__What the task requires__
Lines in the entries below where the word "when" shows up should each be copied.

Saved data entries
======

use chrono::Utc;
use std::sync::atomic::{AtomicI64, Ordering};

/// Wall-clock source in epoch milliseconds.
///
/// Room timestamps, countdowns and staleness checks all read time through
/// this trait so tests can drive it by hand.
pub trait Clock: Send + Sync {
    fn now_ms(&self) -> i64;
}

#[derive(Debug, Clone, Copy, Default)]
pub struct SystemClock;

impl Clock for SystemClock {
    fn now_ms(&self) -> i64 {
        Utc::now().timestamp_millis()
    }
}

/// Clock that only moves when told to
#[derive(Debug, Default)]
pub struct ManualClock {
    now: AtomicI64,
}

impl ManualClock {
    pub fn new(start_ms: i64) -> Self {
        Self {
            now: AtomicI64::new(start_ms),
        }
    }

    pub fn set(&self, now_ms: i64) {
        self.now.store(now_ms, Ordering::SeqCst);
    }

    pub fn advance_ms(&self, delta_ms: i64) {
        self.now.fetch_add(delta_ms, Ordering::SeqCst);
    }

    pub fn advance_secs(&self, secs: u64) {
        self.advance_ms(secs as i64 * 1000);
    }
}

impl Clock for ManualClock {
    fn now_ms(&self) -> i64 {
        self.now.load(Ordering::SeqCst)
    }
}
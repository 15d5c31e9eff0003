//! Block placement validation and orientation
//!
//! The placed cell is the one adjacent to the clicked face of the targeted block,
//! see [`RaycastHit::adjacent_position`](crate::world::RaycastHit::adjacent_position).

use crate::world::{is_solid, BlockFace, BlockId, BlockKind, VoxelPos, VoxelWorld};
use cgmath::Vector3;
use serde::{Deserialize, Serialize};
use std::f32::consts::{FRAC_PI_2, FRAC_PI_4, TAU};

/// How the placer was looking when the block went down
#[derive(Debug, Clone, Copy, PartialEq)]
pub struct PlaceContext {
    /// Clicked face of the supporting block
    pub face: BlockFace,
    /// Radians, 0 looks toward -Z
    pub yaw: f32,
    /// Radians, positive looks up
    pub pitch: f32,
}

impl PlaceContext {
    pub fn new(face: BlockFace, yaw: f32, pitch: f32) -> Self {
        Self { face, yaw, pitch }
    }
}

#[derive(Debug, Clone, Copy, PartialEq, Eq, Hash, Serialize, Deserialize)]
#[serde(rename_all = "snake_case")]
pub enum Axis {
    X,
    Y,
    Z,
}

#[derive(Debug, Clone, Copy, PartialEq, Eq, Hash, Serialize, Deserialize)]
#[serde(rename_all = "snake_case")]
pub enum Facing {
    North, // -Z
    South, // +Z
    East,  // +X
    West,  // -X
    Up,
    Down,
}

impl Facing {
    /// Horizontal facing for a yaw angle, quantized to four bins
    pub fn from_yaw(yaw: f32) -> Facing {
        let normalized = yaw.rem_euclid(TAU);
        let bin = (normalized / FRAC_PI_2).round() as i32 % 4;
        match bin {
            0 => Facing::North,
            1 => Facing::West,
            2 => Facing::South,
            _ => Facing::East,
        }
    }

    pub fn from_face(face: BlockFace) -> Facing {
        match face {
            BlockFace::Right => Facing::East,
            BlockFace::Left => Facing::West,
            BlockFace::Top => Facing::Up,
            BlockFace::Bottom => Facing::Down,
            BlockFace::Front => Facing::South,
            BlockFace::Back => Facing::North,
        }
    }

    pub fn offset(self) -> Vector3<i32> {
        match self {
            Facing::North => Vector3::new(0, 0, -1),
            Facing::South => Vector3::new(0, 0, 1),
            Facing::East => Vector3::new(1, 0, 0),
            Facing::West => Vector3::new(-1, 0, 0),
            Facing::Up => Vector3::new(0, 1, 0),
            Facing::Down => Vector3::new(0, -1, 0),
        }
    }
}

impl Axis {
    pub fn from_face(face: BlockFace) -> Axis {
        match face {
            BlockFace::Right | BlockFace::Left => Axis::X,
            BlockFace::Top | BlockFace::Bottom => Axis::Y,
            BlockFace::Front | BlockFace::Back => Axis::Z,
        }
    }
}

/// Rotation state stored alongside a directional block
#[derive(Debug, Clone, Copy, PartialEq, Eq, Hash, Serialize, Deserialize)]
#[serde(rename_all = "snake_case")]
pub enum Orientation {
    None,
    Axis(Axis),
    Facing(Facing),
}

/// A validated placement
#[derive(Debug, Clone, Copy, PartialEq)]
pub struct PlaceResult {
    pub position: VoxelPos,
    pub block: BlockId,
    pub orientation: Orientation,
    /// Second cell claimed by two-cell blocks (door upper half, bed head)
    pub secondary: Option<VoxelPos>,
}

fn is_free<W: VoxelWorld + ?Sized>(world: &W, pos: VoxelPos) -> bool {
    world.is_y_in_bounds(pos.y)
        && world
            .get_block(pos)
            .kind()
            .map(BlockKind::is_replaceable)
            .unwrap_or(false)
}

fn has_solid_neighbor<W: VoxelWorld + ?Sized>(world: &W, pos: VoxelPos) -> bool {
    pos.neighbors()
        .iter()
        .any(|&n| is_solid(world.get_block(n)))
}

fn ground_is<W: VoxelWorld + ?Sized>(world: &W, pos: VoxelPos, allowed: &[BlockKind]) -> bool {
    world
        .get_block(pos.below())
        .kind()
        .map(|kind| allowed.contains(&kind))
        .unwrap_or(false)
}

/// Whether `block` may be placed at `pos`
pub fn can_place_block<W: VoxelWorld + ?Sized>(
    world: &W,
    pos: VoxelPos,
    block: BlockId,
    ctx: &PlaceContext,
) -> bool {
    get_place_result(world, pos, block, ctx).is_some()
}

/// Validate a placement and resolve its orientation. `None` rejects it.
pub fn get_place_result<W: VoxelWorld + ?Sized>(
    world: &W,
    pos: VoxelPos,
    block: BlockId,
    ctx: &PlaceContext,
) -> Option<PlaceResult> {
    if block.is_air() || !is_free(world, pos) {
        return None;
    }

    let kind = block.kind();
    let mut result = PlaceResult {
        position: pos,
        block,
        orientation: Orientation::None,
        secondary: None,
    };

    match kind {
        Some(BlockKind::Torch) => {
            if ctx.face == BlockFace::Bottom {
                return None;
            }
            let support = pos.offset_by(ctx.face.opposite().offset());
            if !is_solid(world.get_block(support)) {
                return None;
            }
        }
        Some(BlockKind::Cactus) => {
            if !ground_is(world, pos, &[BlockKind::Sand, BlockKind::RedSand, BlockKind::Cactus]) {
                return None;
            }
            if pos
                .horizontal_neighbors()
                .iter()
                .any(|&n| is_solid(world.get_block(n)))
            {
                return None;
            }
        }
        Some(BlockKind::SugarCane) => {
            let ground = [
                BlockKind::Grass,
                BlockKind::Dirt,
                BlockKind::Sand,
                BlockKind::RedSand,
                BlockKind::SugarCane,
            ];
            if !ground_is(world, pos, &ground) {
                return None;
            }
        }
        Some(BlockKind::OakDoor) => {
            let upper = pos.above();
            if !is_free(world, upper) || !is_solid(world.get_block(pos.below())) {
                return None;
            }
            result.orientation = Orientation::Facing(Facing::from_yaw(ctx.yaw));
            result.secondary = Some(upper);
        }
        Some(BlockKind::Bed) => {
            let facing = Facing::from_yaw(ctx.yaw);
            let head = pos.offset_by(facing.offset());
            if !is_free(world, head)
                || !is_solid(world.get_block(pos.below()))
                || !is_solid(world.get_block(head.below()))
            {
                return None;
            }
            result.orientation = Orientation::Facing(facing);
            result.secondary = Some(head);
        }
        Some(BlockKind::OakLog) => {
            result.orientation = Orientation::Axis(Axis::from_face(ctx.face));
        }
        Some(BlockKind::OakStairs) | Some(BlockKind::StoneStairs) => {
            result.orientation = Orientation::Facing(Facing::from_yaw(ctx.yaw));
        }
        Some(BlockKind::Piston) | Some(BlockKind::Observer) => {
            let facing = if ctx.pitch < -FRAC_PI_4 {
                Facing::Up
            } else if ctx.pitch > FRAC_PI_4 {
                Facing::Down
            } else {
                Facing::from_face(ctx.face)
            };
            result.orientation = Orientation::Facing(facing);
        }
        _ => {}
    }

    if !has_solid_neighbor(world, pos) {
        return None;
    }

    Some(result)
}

======

__Solution below__
/// Clock that only moves when told to
/// How the placer was looking when the block went down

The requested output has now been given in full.